Work task:
Set down all of the entries exactly, leaving nothing out.

(Dataset entries)
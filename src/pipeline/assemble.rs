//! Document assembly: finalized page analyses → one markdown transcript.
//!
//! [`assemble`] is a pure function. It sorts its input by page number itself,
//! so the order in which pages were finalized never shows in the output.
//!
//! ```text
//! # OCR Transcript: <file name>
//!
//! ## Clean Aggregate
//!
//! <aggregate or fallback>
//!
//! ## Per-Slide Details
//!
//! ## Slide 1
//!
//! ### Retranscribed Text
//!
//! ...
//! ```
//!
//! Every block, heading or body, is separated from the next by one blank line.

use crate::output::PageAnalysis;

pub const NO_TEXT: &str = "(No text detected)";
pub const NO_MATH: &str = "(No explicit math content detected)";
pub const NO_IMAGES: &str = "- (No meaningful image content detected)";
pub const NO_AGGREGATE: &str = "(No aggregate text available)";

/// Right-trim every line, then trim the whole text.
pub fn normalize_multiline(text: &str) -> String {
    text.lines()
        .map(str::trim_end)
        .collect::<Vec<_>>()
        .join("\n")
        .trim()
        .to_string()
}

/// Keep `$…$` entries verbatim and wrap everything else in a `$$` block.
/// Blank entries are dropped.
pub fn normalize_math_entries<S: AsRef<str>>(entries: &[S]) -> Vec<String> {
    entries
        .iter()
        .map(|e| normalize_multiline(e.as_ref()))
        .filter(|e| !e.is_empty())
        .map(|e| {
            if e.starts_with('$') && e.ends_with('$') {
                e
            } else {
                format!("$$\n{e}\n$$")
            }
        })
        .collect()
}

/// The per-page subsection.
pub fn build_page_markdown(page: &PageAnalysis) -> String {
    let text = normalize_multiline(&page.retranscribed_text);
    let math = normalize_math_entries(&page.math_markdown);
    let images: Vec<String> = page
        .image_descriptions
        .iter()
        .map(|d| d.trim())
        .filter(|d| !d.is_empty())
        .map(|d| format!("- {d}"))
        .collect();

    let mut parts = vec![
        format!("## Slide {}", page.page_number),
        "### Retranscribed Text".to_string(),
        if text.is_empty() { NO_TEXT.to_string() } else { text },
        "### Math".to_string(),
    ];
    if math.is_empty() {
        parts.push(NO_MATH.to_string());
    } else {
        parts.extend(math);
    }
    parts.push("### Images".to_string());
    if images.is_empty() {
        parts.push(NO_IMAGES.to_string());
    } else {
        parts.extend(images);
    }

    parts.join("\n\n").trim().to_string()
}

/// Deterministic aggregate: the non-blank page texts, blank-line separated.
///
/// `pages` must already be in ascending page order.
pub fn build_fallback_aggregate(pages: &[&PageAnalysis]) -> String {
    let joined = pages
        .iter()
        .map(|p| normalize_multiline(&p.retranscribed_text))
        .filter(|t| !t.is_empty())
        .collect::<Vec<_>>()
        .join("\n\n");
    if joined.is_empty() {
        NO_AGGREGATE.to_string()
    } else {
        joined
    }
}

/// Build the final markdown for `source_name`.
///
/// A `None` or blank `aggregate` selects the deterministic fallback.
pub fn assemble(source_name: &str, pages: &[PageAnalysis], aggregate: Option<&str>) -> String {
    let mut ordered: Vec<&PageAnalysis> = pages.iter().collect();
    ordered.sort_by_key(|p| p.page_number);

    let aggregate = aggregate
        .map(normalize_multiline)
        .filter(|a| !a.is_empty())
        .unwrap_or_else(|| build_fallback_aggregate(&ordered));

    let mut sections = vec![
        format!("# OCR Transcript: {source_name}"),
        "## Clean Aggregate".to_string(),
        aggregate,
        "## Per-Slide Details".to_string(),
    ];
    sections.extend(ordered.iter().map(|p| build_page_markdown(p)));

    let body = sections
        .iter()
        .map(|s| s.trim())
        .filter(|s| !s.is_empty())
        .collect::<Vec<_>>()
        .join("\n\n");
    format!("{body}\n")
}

Problem solution:
filename src/pipeline/assemble.rs
//! Document assembly: finalized page analyses → one markdown transcript.
//!
//! [`assemble`] is a pure function. It sorts its input by page number itself,
//! so the order in which pages were finalized never shows in the output.
//!
//! ```text
//! # OCR Transcript: <file name>
//!
//! ## Clean Aggregate
//!
//! <aggregate or fallback>
//!
//! ## Per-Slide Details
//!
//! ## Slide 1
//!
//! ### Retranscribed Text
//!
//! ...
//! ```
//!
//! Every block, heading or body, is separated from the next by one blank line.

use crate::output::PageAnalysis;

pub const NO_TEXT: &str = "(No text detected)";
pub const NO_MATH: &str = "(No explicit math content detected)";
pub const NO_IMAGES: &str = "- (No meaningful image content detected)";
pub const NO_AGGREGATE: &str = "(No aggregate text available)";

/// Right-trim every line, then trim the whole text.
pub fn normalize_multiline(text: &str) -> String {
    text.lines()
        .map(str::trim_end)
        .collect::<Vec<_>>()
        .join("\n")
        .trim()
        .to_string()
}

/// Keep `$…$` entries verbatim and wrap everything else in a `$$` block.
/// Blank entries are dropped.
pub fn normalize_math_entries<S: AsRef<str>>(entries: &[S]) -> Vec<String> {
    entries
        .iter()
        .map(|e| normalize_multiline(e.as_ref()))
        .filter(|e| !e.is_empty())
        .map(|e| {
            if e.starts_with('$') && e.ends_with('$') {
                e
            } else {
                format!("$$\n{e}\n$$")
            }
        })
        .collect()
}

/// The per-page subsection.
pub fn build_page_markdown(page: &PageAnalysis) -> String {
    let text = normalize_multiline(&page.retranscribed_text);
    let math = normalize_math_entries(&page.math_markdown);
    let images: Vec<String> = page
        .image_descriptions
        .iter()
        .map(|d| d.trim())
        .filter(|d| !d.is_empty())
        .map(|d| format!("- {d}"))
        .collect();

    let mut parts = vec![
        format!("## Slide {}", page.page_number),
        "### Retranscribed Text".to_string(),
        if text.is_empty() { NO_TEXT.to_string() } else { text },
        "### Math".to_string(),
    ];
    if math.is_empty() {
        parts.push(NO_MATH.to_string());
    } else {
        parts.extend(math);
    }
    parts.push("### Images".to_string());
    if images.is_empty() {
        parts.push(NO_IMAGES.to_string());
    } else {
        parts.extend(images);
    }

    parts.join("\n\n").trim().to_string()
}

/// Deterministic aggregate: the non-blank page texts, blank-line separated.
///
/// `pages` must already be in ascending page order.
pub fn build_fallback_aggregate(pages: &[&PageAnalysis]) -> String {
    let joined = pages
        .iter()
        .map(|p| normalize_multiline(&p.retranscribed_text))
        .filter(|t| !t.is_empty())
        .collect::<Vec<_>>()
        .join("\n\n");
    if joined.is_empty() {
        NO_AGGREGATE.to_string()
    } else {
        joined
    }
}

/// Build the final markdown for `source_name`.
///
/// A `None` or blank `aggregate` selects the deterministic fallback.
pub fn assemble(source_name: &str, pages: &[PageAnalysis], aggregate: Option<&str>) -> String {
    let mut ordered: Vec<&PageAnalysis> = pages.iter().collect();
    ordered.sort_by_key(|p| p.page_number);

    let aggregate = aggregate
        .map(normalize_multiline)
        .filter(|a| !a.is_empty())
        .unwrap_or_else(|| build_fallback_aggregate(&ordered));

    let mut sections = vec![
        format!("# OCR Transcript: {source_name}"),
        "## Clean Aggregate".to_string(),
        aggregate,
        "## Per-Slide Details".to_string(),
    ];
    sections.extend(ordered.iter().map(|p| build_page_markdown(p)));

    let body = sections
        .iter()
        .map(|s| s.trim())
        .filter(|s| !s.is_empty())
        .collect::<Vec<_>>()
        .join("\n\n");
    format!("{body}\n")
}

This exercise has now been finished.